Várias mulheres doentes com cancro da mama seguidas na Maternidade Alfredo da Costa (MAC), em Lisboa, estão com a conclusão da reconstrução mamária suspensa e sem saberem se o seu acompanhamento terá de ser feito noutro hospital.

Albertina Lopes, 58 anos, soube em 2005, durante um exame de rotina, que tinha uma massa numa das mamas e que havia qualquer problema. Em 15 dias soube que era maligno, foi obrigada a fazer uma mastectomia e a fazer tratamento de quimio e radioterapia.

Sempre foi seguida na MAC e foi lá que em outubro de 2011 começou a ser feita a reconstrução mamária, aguardando agora que ela seja terminada.

“Estou a aguardar a conclusão do processo porque ele está a meio. Falta fazer o mamilo na mama que foi reconstruída e falta retocar a outra mama.
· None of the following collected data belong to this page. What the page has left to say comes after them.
//! Story script definitions.
//!
//! A script is a prioritized dialogue with a declarative trigger condition.
//! Matching is a pure predicate over the player and the narrative context;
//! choosing between matches is left to the registry that owns the scripts.

use battle_core::{
    DialogueLine, NarrativeContext, NarrativePhase, PlayerState, ScriptPayload,
};

#[derive(Clone, Debug, PartialEq, Eq)]
#[cfg_attr(feature = "serde", derive(serde::Serialize, serde::Deserialize))]
pub struct StoryScript {
    pub id: String,
    /// Higher priorities are checked first.
    pub priority: i32,
    #[cfg_attr(feature = "serde", serde(default))]
    pub condition: ScriptCondition,
    pub lines: Vec<DialogueLine>,
    #[cfg_attr(feature = "serde", serde(default))]
    pub set_flags: Vec<String>,
    #[cfg_attr(feature = "serde", serde(default))]
    pub force_return: bool,
}

impl StoryScript {
    pub fn matches(
        &self,
        player: &PlayerState,
        ctx: &NarrativeContext,
        phase: NarrativePhase,
    ) -> bool {
        self.condition.matches(player, ctx, phase)
    }

    /// Payload handed to the host when the script fires.
    pub fn payload(&self) -> ScriptPayload {
        ScriptPayload {
            id: self.id.clone(),
            lines: self.lines.clone(),
            set_flags: self.set_flags.clone(),
            force_return: self.force_return,
        }
    }
}

/// Every populated field must hold for the script to fire.
#[derive(Clone, Debug, Default, PartialEq, Eq)]
#[cfg_attr(feature = "serde", derive(serde::Serialize, serde::Deserialize))]
#[cfg_attr(feature = "serde", serde(default))]
pub struct ScriptCondition {
    pub phase: Option<NarrativePhase>,
    pub location: Option<String>,
    pub class: Option<String>,
    pub min_depth: Option<u32>,
    pub min_max_depth: Option<u32>,
    pub flags_present: Vec<String>,
    pub flags_absent: Vec<String>,
}

impl ScriptCondition {
    pub fn matches(
        &self,
        player: &PlayerState,
        ctx: &NarrativeContext,
        phase: NarrativePhase,
    ) -> bool {
        self.phase.is_none_or(|wanted| wanted == phase)
            && self
                .location
                .as_deref()
                .is_none_or(|location| location == ctx.location)
            && self
                .class
                .as_deref()
                .is_none_or(|class| class == player.class_id)
            && self.min_depth.is_none_or(|depth| ctx.depth >= depth)
            && self.min_max_depth.is_none_or(|depth| ctx.max_depth >= depth)
            && self.flags_present.iter().all(|flag| player.has_flag(flag))
            && !self.flags_absent.iter().any(|flag| player.has_flag(flag))
    }
}

#[cfg(test)]
mod tests {
    use std::collections::BTreeSet;

    use battle_core::{
        Attributes, BuffLedger, Inventory, StatusLedger,
    };

    use super::*;

    fn knight() -> PlayerState {
        PlayerState {
            name: "Brom".into(),
            class_id: "knight".into(),
            attributes: Attributes::new(5, 3, 6, 2),
            base_max_hp: 120,
            hp: 120,
            shield: 0,
            weapon: None,
            armor: None,
            statuses: StatusLedger::empty(),
            buffs: BuffLedger::empty(),
            potions: 3,
            max_damage: 0,
            gold: 0,
            inventory: Inventory::default(),
            flags: BTreeSet::new(),
        }
    }

    #[test]
    fn empty_condition_always_matches() {
        let ctx = NarrativeContext::new("camp", 0, 0);
        assert!(ScriptCondition::default().matches(&knight(), &ctx, NarrativePhase::Camp));
    }

    #[test]
    fn every_field_must_hold() {
        let condition = ScriptCondition {
            phase: Some(NarrativePhase::Camp),
            class: Some("knight".into()),
            min_max_depth: Some(10),
            flags_absent: vec!["met_elder".into()],
            ..ScriptCondition::default()
        };
        let mut player = knight();
        let deep = NarrativeContext::new("camp", 3, 12);
        let shallow = NarrativeContext::new("camp", 3, 9);

        assert!(condition.matches(&player, &deep, NarrativePhase::Camp));
        assert!(!condition.matches(&player, &shallow, NarrativePhase::Camp));
        assert!(!condition.matches(&player, &deep, NarrativePhase::AfterBattle));

        player.flags.insert("met_elder".into());
        assert!(!condition.matches(&player, &deep, NarrativePhase::Camp));

        player.flags.clear();
        player.class_id = "mage".into();
        assert!(!condition.matches(&player, &deep, NarrativePhase::Camp));
    }
}
//! Item catalog loader.

use std::path::Path;

use battle_core::{ArmorDefinition, RuneDefinition, WeaponDefinition};
use serde::{Deserialize, Serialize};

use crate::loaders::{LoadResult, read_ron};

/// Item catalog structure for RON files.
#[derive(Debug, Clone, Default, Serialize, Deserialize)]
#[serde(default)]
pub struct ItemCatalog {
    pub weapons: Vec<WeaponDefinition>,
    pub armors: Vec<ArmorDefinition>,
    pub runes: Vec<RuneDefinition>,
}

/// Loader for item catalog from RON files.
pub struct ItemLoader;

impl ItemLoader {
    /// Load weapons, armors and runes from a RON file.
    pub fn load(path: &Path) -> LoadResult<ItemCatalog> {
        read_ron(path, "item catalog")
    }
}
//! Full client session over the bundled content on the virtual clock.

use battle_client::{ClientConfig, Session, verdict};
use battle_runtime::Clock;

#[tokio::test]
async fn default_session_runs_to_a_verdict() {
    let config = ClientConfig {
        monster: "goblin".into(),
        seed: 99,
        ..ClientConfig::default()
    };
    assert_eq!(config.clock, Clock::Virtual);

    let summary = Session::open(config)
        .await
        .expect("session")
        .run()
        .await
        .expect("run");

    assert!(summary.phase.is_terminal());
    assert!(verdict(&summary).contains("Goblin"));
}

#[tokio::test]
async fn unknown_class_is_reported() {
    let config = ClientConfig {
        class: "bard".into(),
        ..ClientConfig::default()
    };
    let err = Session::open(config)
        .await
        .expect("session")
        .run()
        .await
        .expect_err("bard is not a class");
    assert!(format!("{err:#}").contains("bard"));
}
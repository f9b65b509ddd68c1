use std::collections::{BTreeMap, BTreeSet};

use crate::env::{ClassTemplate, ItemOracle, OracleError};
use crate::ledger::{BuffLedger, StatusLedger};
use crate::state::Combatant;

/// Base attribute points.
#[derive(Clone, Copy, Debug, Default, PartialEq, Eq, Hash)]
#[cfg_attr(feature = "serde", derive(serde::Serialize, serde::Deserialize))]
#[cfg_attr(feature = "serde", serde(default))]
pub struct Attributes {
    pub strength: u32,
    pub agility: u32,
    pub vitality: u32,
    pub intellect: u32,
}

impl Attributes {
    pub const fn new(strength: u32, agility: u32, vitality: u32, intellect: u32) -> Self {
        Self {
            strength,
            agility,
            vitality,
            intellect,
        }
    }

    #[must_use]
    pub fn saturating_add(self, other: Self) -> Self {
        Self {
            strength: self.strength.saturating_add(other.strength),
            agility: self.agility.saturating_add(other.agility),
            vitality: self.vitality.saturating_add(other.vitality),
            intellect: self.intellect.saturating_add(other.intellect),
        }
    }
}

/// Which equipment slot an operation targets.
#[derive(Clone, Copy, Debug, PartialEq, Eq, Hash, strum::Display)]
#[strum(serialize_all = "snake_case")]
#[cfg_attr(feature = "serde", derive(serde::Serialize, serde::Deserialize))]
pub enum EquipSlot {
    Weapon,
    Armor,
}

/// A concrete piece of equipment: definition id plus per-instance upgrades.
#[derive(Clone, Debug, PartialEq, Eq, Hash)]
#[cfg_attr(feature = "serde", derive(serde::Serialize, serde::Deserialize))]
pub struct ItemState {
    pub id: String,
    pub refine_level: u8,
    /// Sockets still free for enchanting.
    pub open_sockets: u8,
    pub affixes: Vec<String>,
}

impl ItemState {
    pub fn new(id: impl Into<String>, open_sockets: u8) -> Self {
        Self {
            id: id.into(),
            refine_level: 0,
            open_sockets,
            affixes: Vec::new(),
        }
    }

    #[must_use]
    pub fn with_affix(mut self, affix: impl Into<String>) -> Self {
        self.affixes.push(affix.into());
        self
    }

    #[must_use]
    pub fn with_refine_level(mut self, level: u8) -> Self {
        self.refine_level = level;
        self
    }
}

/// Materials and spare equipment carried between encounters.
#[derive(Clone, Debug, Default, PartialEq, Eq)]
#[cfg_attr(feature = "serde", derive(serde::Serialize, serde::Deserialize))]
#[cfg_attr(feature = "serde", serde(default))]
pub struct Inventory {
    pub items: Vec<ItemState>,
    pub refine_stones: u32,
    /// Rune id → count.
    pub runes: BTreeMap<String, u32>,
}

impl Inventory {
    pub fn rune_count(&self, rune: &str) -> u32 {
        self.runes.get(rune).copied().unwrap_or(0)
    }

    pub fn add_runes(&mut self, rune: impl Into<String>, count: u32) {
        let entry = self.runes.entry(rune.into()).or_insert(0);
        *entry = entry.saturating_add(count);
    }

    /// Removes one rune, returning false when none are held.
    pub fn take_rune(&mut self, rune: &str) -> bool {
        match self.runes.get_mut(rune) {
            Some(count) if *count > 0 => {
                *count -= 1;
                if *count == 0 {
                    self.runes.remove(rune);
                }
                true
            }
            _ => false,
        }
    }
}

/// Player character. Created at class selection and kept across encounters.
#[derive(Clone, Debug, PartialEq)]
#[cfg_attr(feature = "serde", derive(serde::Serialize, serde::Deserialize))]
pub struct PlayerState {
    pub name: String,
    pub class_id: String,
    pub attributes: Attributes,
    /// Max health before vitality correction.
    pub base_max_hp: u32,
    pub hp: u32,
    pub shield: u32,
    pub weapon: Option<ItemState>,
    pub armor: Option<ItemState>,
    pub statuses: StatusLedger,
    pub buffs: BuffLedger,
    pub potions: u32,
    /// Largest single action damage observed.
    pub max_damage: u32,
    pub gold: u32,
    pub inventory: Inventory,
    pub flags: BTreeSet<String>,
}

impl PlayerState {
    /// Creates a fresh character from a class template.
    ///
    /// # Errors
    ///
    /// Returns an [`OracleError`] if the template names starting equipment
    /// that the item oracle does not know.
    pub fn from_class(
        name: impl Into<String>,
        template: &ClassTemplate,
        items: &dyn ItemOracle,
    ) -> Result<Self, OracleError> {
        let weapon = template
            .starting_weapon
            .as_deref()
            .map(|id| {
                items
                    .weapon(id)
                    .map(|def| ItemState::new(def.id.clone(), def.max_sockets))
                    .ok_or_else(|| OracleError::WeaponNotFound(id.to_owned()))
            })
            .transpose()?;
        let armor = template
            .starting_armor
            .as_deref()
            .map(|id| {
                items
                    .armor(id)
                    .map(|def| ItemState::new(def.id.clone(), def.max_sockets))
                    .ok_or_else(|| OracleError::ArmorNotFound(id.to_owned()))
            })
            .transpose()?;

        Ok(Self {
            name: name.into(),
            class_id: template.id.clone(),
            attributes: template.attributes,
            base_max_hp: template.base_hp,
            hp: template.base_hp,
            shield: 0,
            weapon,
            armor,
            statuses: StatusLedger::empty(),
            buffs: BuffLedger::empty(),
            potions: template.starting_potions,
            max_damage: 0,
            gold: template.starting_gold,
            inventory: Inventory::default(),
            flags: BTreeSet::new(),
        })
    }

    pub fn equipped(&self, slot: EquipSlot) -> Option<&ItemState> {
        match slot {
            EquipSlot::Weapon => self.weapon.as_ref(),
            EquipSlot::Armor => self.armor.as_ref(),
        }
    }

    pub fn equipped_mut(&mut self, slot: EquipSlot) -> Option<&mut ItemState> {
        match slot {
            EquipSlot::Weapon => self.weapon.as_mut(),
            EquipSlot::Armor => self.armor.as_mut(),
        }
    }

    /// Equipped items in weapon, armor order.
    pub fn equipment(&self) -> impl Iterator<Item = &ItemState> {
        self.weapon.iter().chain(self.armor.iter())
    }

    pub fn has_flag(&self, flag: &str) -> bool {
        self.flags.contains(flag)
    }
}

impl Combatant for PlayerState {
    fn label(&self) -> &str {
        &self.name
    }

    fn hp(&self) -> u32 {
        self.hp
    }

    fn shield(&self) -> u32 {
        self.shield
    }

    fn statuses(&self) -> &StatusLedger {
        &self.statuses
    }

    fn buffs(&self) -> &BuffLedger {
        &self.buffs
    }
}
É uma coisa que faz parte do processo que é para as duas mamas ficarem iguais”, contou Albertina à agência Lusa.

Segundo esta doente oncológica, até dezembro do ano passado teve sempre acompanhamento na MAC e o “mais importante” em todo este caso é que deixou de o ter, já lá vão cinco meses.

“Deixei de ser seguida porque não há médicos neste momento e até agora não me foi dada nenhuma alternativa”, queixou-se.

Outra paciente explicou à Lusa que a equipa de cirurgia oncoplástica era composta por dois cirurgiões que entretanto saíram da MAC e não foram substituídos, um em dezembro de 2011 e o outro já em abril deste ano.

Odete Gonçalves aguarda há um ano e meio, desde outubro de 2010, pela conclusão da reconstrução mamária, após ter sido mastectomizada em novembro de 2008, quatro meses depois de ter sentido um caroço.

“No meu caso foi tirado um pedaço das costas e foi-me colocado um expansor porque o tecido que se tira das costas não é suficiente. Expansor que ainda está comigo, mas que já não devia estar porque quatro, cinco meses depois devia ser tirado. As pessoas que conheço acabaram por tirar ao fim de um ano, mas já se passou mais de um ano e meio e eu ainda o tenho", contou.

Situação pela qual Cristina Loureiro, de 44 anos, não quer passar depois de em abril lhe ter sido detetado um nódulo e de em maio ter sido operada. O carcinoma obrigou-a à extração do peito todo, estando neste momento na fase dos tratamentos de quimioterapia e de radioterapia. Espera ter o processo todo concluído daqui a um ano.

“A parte da [cirurgia] oncoplástica não existe neste momento [na MAC] e os utentes terão de utilizar outros meios, ou meios próprios ou terão de ir para as filas de espera de outros hospitais”, começou por explicar.

Pela MAC teria de fazer esses tratamentos no Hospital dos Capuchos ou em São José, mas como é funcionária do Estado tem acesso a outro tipo de assistência médica.

“Resolvi fazer tudo na Fundação Champalimaud porque tem um acordo total com a ADSE, inclusivamente a reconstrução porque agora que a MAC não tem os serviços congregados é muito mais difícil para os utentes que terão de ir para as filas de espera dos outros hospitais”, apontou.

Da parte do conselho de administração do Centro Hospitalar Lisboa Central (CHLC) chegou à Lusa a explicação que a integração da MAC e do Hospital Curry Cabral “é um processo evolutivo ainda a decorrer” que trará a reestruturação de serviços com o objetivo de “criar sinergias entre as equipas diferenciadas e potencializar capacidades instaladas”.

O conselho de administração garante “uma resposta atempada a todas estas doentes”, mas não adianta mais explicações sobre como vai ser feito nem em quanto tempo.